My grandmother is nearly 90 years old (she’ll be 90 in October). Against the advice of some smarmy young twerp 10 years ago, she had a quadruple bypass. (His ‘advice’:“Really, I don’t know that it’ll improve your quality of life, it’ll just prolong things”. I’ll translate what he meant: “You’re old, and it may not work, so why bother?”. Trust me. From his tone of voice, his intent was clear to all people present, including a nurse, who, after he left, called him a “prick”. Clearly an intelligent and perceptive woman. Besides, isn’t ‘prolonging things the whole point?’) He was wrong, of course: by having the surgery, she got 10 more wonderful years wherein among other things, she got to see her great-grandkids (and they’ve had the experience of knowing her.)
She’s been doing less well recently. She has been taken to the hospital with chest pains and fluid in the lungs several times. Thursday she was taken to the hospital again and after consulting with a cardiologist (not her regular one, who wasn’t available this weekend: I think he was out of state), it was determined that a pacemaker might improve the situation. I felt that this was handled very well, and the cardiologist offered her the pros and cons of a pacemaker given her situation (it could give her another 3+ years, surgery has risks, it doesn’t guarantee that she’ll feel better much of the time, etc) and let her make the decision. Well done. After much discussion, evaluating and stress, she chose to have the proceedure figuring the risk was worth the possible gain (per the cardiologist, she has maybe 6-10 months if she doesn’t).

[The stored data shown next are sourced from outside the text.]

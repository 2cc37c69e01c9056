//
// Copyright (c) The Vireo Project Contributors
//
// SPDX-License-Identifier: MIT
//

use tracing::{debug, debug_span};

// Conversion debug messages.
#[derive(Debug)]
pub enum Debug<'a> {
    ConversionStart(&'a str),
    PolicyCompiled(&'a str, usize),
    ProcessConverted(&'a str, &'a str),
    NatComposed(&'a str, usize),
    TemplateCycle(&'a str),
}

// ===== impl Debug =====

impl Debug<'_> {
    // Log debug message using the tracing API.
    pub(crate) fn log(&self) {
        match self {
            Debug::ConversionStart(hostname) => {
                debug!(%hostname, "{}", self);
            }
            Debug::PolicyCompiled(name, subpolicies) => {
                // Parent span(s): convert
                debug_span!("policy", %name).in_scope(|| {
                    debug!(%subpolicies, "{}", self);
                });
            }
            Debug::ProcessConverted(vrf, protocol) => {
                // Parent span(s): convert
                debug_span!("vrf", name = %vrf).in_scope(|| {
                    debug!(%protocol, "{}", self);
                });
            }
            Debug::NatComposed(direction, rules) => {
                // Parent span(s): convert
                debug_span!("nat").in_scope(|| {
                    debug!(%direction, %rules, "{}", self);
                });
            }
            Debug::TemplateCycle(name) => {
                // Parent span(s): convert
                debug!(%name, "{}", self);
            }
        }
    }
}

impl std::fmt::Display for Debug<'_> {
    fn fmt(&self, f: &mut std::fmt::Formatter<'_>) -> std::fmt::Result {
        match self {
            Debug::ConversionStart(..) => {
                write!(f, "starting conversion")
            }
            Debug::PolicyCompiled(..) => {
                write!(f, "policy compiled")
            }
            Debug::ProcessConverted(..) => {
                write!(f, "routing process converted")
            }
            Debug::NatComposed(..) => {
                write!(f, "NAT transformation composed")
            }
            Debug::TemplateCycle(..) => {
                write!(f, "template inheritance cycle detected")
            }
        }
    }
}
//! Owner-scoped webhook subscription management.
//!
//! Provides CRUD for subscriptions and per-subscription delivery
//! history. The signing secret appears in exactly one response: the
//! creation response.

use axum::extract::{Path, Query, State};
use axum::http::StatusCode;
use axum::response::IntoResponse;
use axum::routing::get;
use axum::{Json, Router};
use hookrelay_core::types::EntityId;
use hookrelay_db::models::{NewSubscription, SubscriptionChanges, SubscriptionCreatedResponse};

use crate::error::AppResult;
use crate::query::PaginationParams;
use crate::response::DataResponse;
use crate::state::AppState;

/// POST /api/v1/accounts/{owner_id}/webhooks
///
/// Register a new webhook subscription. The response includes the
/// signing secret — the only time it is ever exposed.
async fn create_webhook(
    State(state): State<AppState>,
    Path(owner_id): Path<EntityId>,
    Json(input): Json<NewSubscription>,
) -> AppResult<impl IntoResponse> {
    let sub = state.engine.register_webhook(owner_id, input).await?;
    let created = SubscriptionCreatedResponse::from(sub);
    Ok((StatusCode::CREATED, Json(DataResponse { data: created })))
}

/// GET /api/v1/accounts/{owner_id}/webhooks
///
/// List the account's subscriptions, newest first. Secrets are omitted.
async fn list_webhooks(
    State(state): State<AppState>,
    Path(owner_id): Path<EntityId>,
) -> AppResult<impl IntoResponse> {
    let subs = state.engine.list_webhooks(owner_id).await?;
    Ok(Json(DataResponse { data: subs }))
}

/// PATCH /api/v1/accounts/{owner_id}/webhooks/{webhook_id}
///
/// Update a subscription's url, events, active flag, or metadata.
/// The secret is immutable.
async fn update_webhook(
    State(state): State<AppState>,
    Path((owner_id, webhook_id)): Path<(EntityId, EntityId)>,
    Json(changes): Json<SubscriptionChanges>,
) -> AppResult<impl IntoResponse> {
    let updated = state
        .engine
        .update_webhook(owner_id, webhook_id, changes)
        .await?;
    Ok(Json(DataResponse { data: updated }))
}

/// DELETE /api/v1/accounts/{owner_id}/webhooks/{webhook_id}
///
/// Delete a subscription. Idempotent; delivery history is kept.
async fn delete_webhook(
    State(state): State<AppState>,
    Path((owner_id, webhook_id)): Path<(EntityId, EntityId)>,
) -> AppResult<impl IntoResponse> {
    state.engine.delete_webhook(owner_id, webhook_id).await?;
    Ok(StatusCode::NO_CONTENT)
}

/// GET /api/v1/accounts/{owner_id}/webhooks/{webhook_id}/deliveries
///
/// Delivery history for a subscription, newest first.
async fn list_deliveries(
    State(state): State<AppState>,
    Path((owner_id, webhook_id)): Path<(EntityId, EntityId)>,
    Query(params): Query<PaginationParams>,
) -> AppResult<impl IntoResponse> {
    let deliveries = state
        .engine
        .get_delivery_history(owner_id, webhook_id, params.limit, params.offset)
        .await?;
    Ok(Json(DataResponse { data: deliveries }))
}

pub fn router() -> Router<AppState> {
    Router::new()
        .route(
            "/accounts/{owner_id}/webhooks",
            get(list_webhooks).post(create_webhook),
        )
        .route(
            "/accounts/{owner_id}/webhooks/{webhook_id}",
            axum::routing::patch(update_webhook).delete(delete_webhook),
        )
        .route(
            "/accounts/{owner_id}/webhooks/{webhook_id}/deliveries",
            get(list_deliveries),
        )
}
//! Event emission and the per-delivery attempt loop.

use std::sync::Arc;

use futures::future::BoxFuture;
use hookrelay_core::backoff::retry_delay;
use hookrelay_core::types::EntityId;
use hookrelay_core::EventType;
use hookrelay_db::models::{AttemptOutcome, DeliveryStatus, WebhookDelivery, WebhookEventPayload};

use crate::error::EngineError;
use crate::executor::DeliveryJob;
use crate::outcome::DeliveryOutcome;
use crate::service::WebhookEngine;

impl WebhookEngine {
    /// Emit an event for an account, fanning out to every active
    /// subscription that wants it.
    ///
    /// Fire-and-forget: this creates one `pending` delivery record per
    /// matching subscription and spawns the delivery tasks, but never
    /// waits for (or reports) delivery results. Zero matches is a
    /// normal no-op. Only a failure of the subscription query itself —
    /// before any delivery exists — surfaces to the caller; a failure
    /// to create one subscriber's record skips that subscriber only.
    pub async fn emit(
        self: &Arc<Self>,
        owner_id: EntityId,
        event: EventType,
        data: serde_json::Value,
    ) -> Result<(), EngineError> {
        let subs = self
            .store
            .matching_subscriptions(owner_id, event.as_str())
            .await?;

        if subs.is_empty() {
            tracing::debug!(owner_id = %owner_id, event = %event, "No matching subscriptions");
            return Ok(());
        }

        // One payload per emission: every subscriber receives the
        // identical serialization, and retries reuse the same bytes.
        let payload = WebhookEventPayload {
            id: uuid::Uuid::new_v4(),
            event,
            timestamp: chrono::Utc::now(),
            data,
        };
        let payload_json = serde_json::to_value(&payload)?;
        let body = Arc::new(serde_json::to_string(&payload)?);

        tracing::info!(
            owner_id = %owner_id,
            event = %event,
            payload_id = %payload.id,
            subscriptions = subs.len(),
            "Dispatching event"
        );

        for sub in subs {
            let delivery = WebhookDelivery {
                id: uuid::Uuid::new_v4(),
                subscription_id: sub.id,
                event: event.as_str().to_string(),
                payload: payload_json.clone(),
                status: DeliveryStatus::Pending.as_str().to_string(),
                attempts: 0,
                last_attempt_at: None,
                response_code: None,
                response_body: None,
                error: None,
                created_at: chrono::Utc::now(),
                delivered_at: None,
            };

            if let Err(e) = self.store.insert_delivery(&delivery).await {
                tracing::error!(
                    subscription_id = %sub.id,
                    event = %event,
                    error = %e,
                    "Failed to create delivery record, skipping subscriber"
                );
                continue;
            }

            let job = DeliveryJob {
                delivery_id: delivery.id,
                subscription_id: sub.id,
                url: sub.url,
                secret: sub.secret,
                event,
                body: Arc::clone(&body),
                attempts: 0,
            };

            // Deliveries to different subscribers proceed independently;
            // one failing endpoint never blocks another's attempt.
            tokio::spawn(Arc::clone(self).run_attempt(job));
        }

        Ok(())
    }

    /// Run one attempt of a delivery, record its outcome, and either
    /// arm the next retry timer or publish the terminal outcome.
    ///
    /// Attempts of one delivery are strictly sequential: the next timer
    /// is armed only after this attempt's outcome is recorded.
    pub(crate) fn run_attempt(self: Arc<Self>, mut job: DeliveryJob) -> BoxFuture<'static, ()> {
        Box::pin(async move {
            job.attempts += 1;
            let report = self.executor.execute(&job).await;
            let now = chrono::Utc::now();

            let status = if report.success {
                DeliveryStatus::Success
            } else if job.attempts >= self.config.max_retries {
                DeliveryStatus::Failed
            } else {
                DeliveryStatus::Pending
            };

            let outcome = AttemptOutcome {
                attempts: job.attempts,
                last_attempt_at: now,
                status,
                response_code: report.response_code,
                response_body: report.response_body,
                error: report.error,
                delivered_at: report.success.then_some(now),
            };

            // Best effort: a store failure here loses this attempt's
            // result but must not take down the delivery loop.
            if let Err(e) = self.store.record_attempt(job.delivery_id, &outcome).await {
                tracing::error!(
                    delivery_id = %job.delivery_id,
                    error = %e,
                    "Failed to record attempt outcome"
                );
            }

            match status {
                DeliveryStatus::Pending => {
                    let delay = retry_delay(self.config.base_delay, job.attempts);
                    tracing::warn!(
                        delivery_id = %job.delivery_id,
                        url = %job.url,
                        attempt = job.attempts,
                        retry_in_ms = delay.as_millis() as u64,
                        "Delivery attempt failed, retrying"
                    );
                    let engine = Arc::clone(&self);
                    self.scheduler
                        .schedule(job.delivery_id, delay, engine.run_attempt(job));
                }
                DeliveryStatus::Success => {
                    tracing::info!(
                        delivery_id = %job.delivery_id,
                        attempts = job.attempts,
                        "Delivery succeeded"
                    );
                    self.publish_outcome(&job, status);
                }
                DeliveryStatus::Failed => {
                    tracing::error!(
                        delivery_id = %job.delivery_id,
                        url = %job.url,
                        attempts = job.attempts,
                        "Delivery failed after all retries"
                    );
                    self.publish_outcome(&job, status);
                }
            }
        })
    }

    fn publish_outcome(&self, job: &DeliveryJob, status: DeliveryStatus) {
        // Ignore the SendError — it only means there are zero receivers.
        let _ = self.outcomes.send(DeliveryOutcome {
            delivery_id: job.delivery_id,
            subscription_id: job.subscription_id,
            event: job.event,
            status,
            attempts: job.attempts,
        });
    }
}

She was moved to another hospital where the surgery would take place and some doctor (not a cardiologist)comes in, looks at her chart and says “Why are they going to give you a pacemaker? I don’t think it’ll improve the qualitity of your life any.” This is at 9:30 at night, after the family has left for the evening, right before my grandma’s going to sleep.
Now my grandma is extremly upset. She doesn’t realize that “quality of life” means, risky, expensive and ‘you’re old, why bother?’) She’s scared (justifiably) that the no one knows what they’re doing. She’s being forced to reevaluate the whole proceedure again, because some overpaid twerpette thinks that she knows better than my grandma, what factors make her life have ‘quality’.
There is a trend that I’ve noticed over the last 10 years or so: Doctors think that they’re something more than glorified auto-mechanics. That they’re ‘spiritual counsillers’. That they will offer ‘wellness in all areas of your life’ (what arrogance to think they’re welcome in ‘all areas of my life’). That they’re qualified to judge issues regarding “qualitity of life”. Exactly ONE** person is able to judge that, the individual who’s life it is.
I am going down to the hospital this afternoon to talk with the cardiologist and my grandma and help her come to a decision (again). And I can’t wait to run into the twerpette. If she uses the ‘quality of life’ phrase in my presence she’s going to have to reevaluate her own quality of life, without teeth…
Fenris, not entirely sure he’s kidding about that last threat.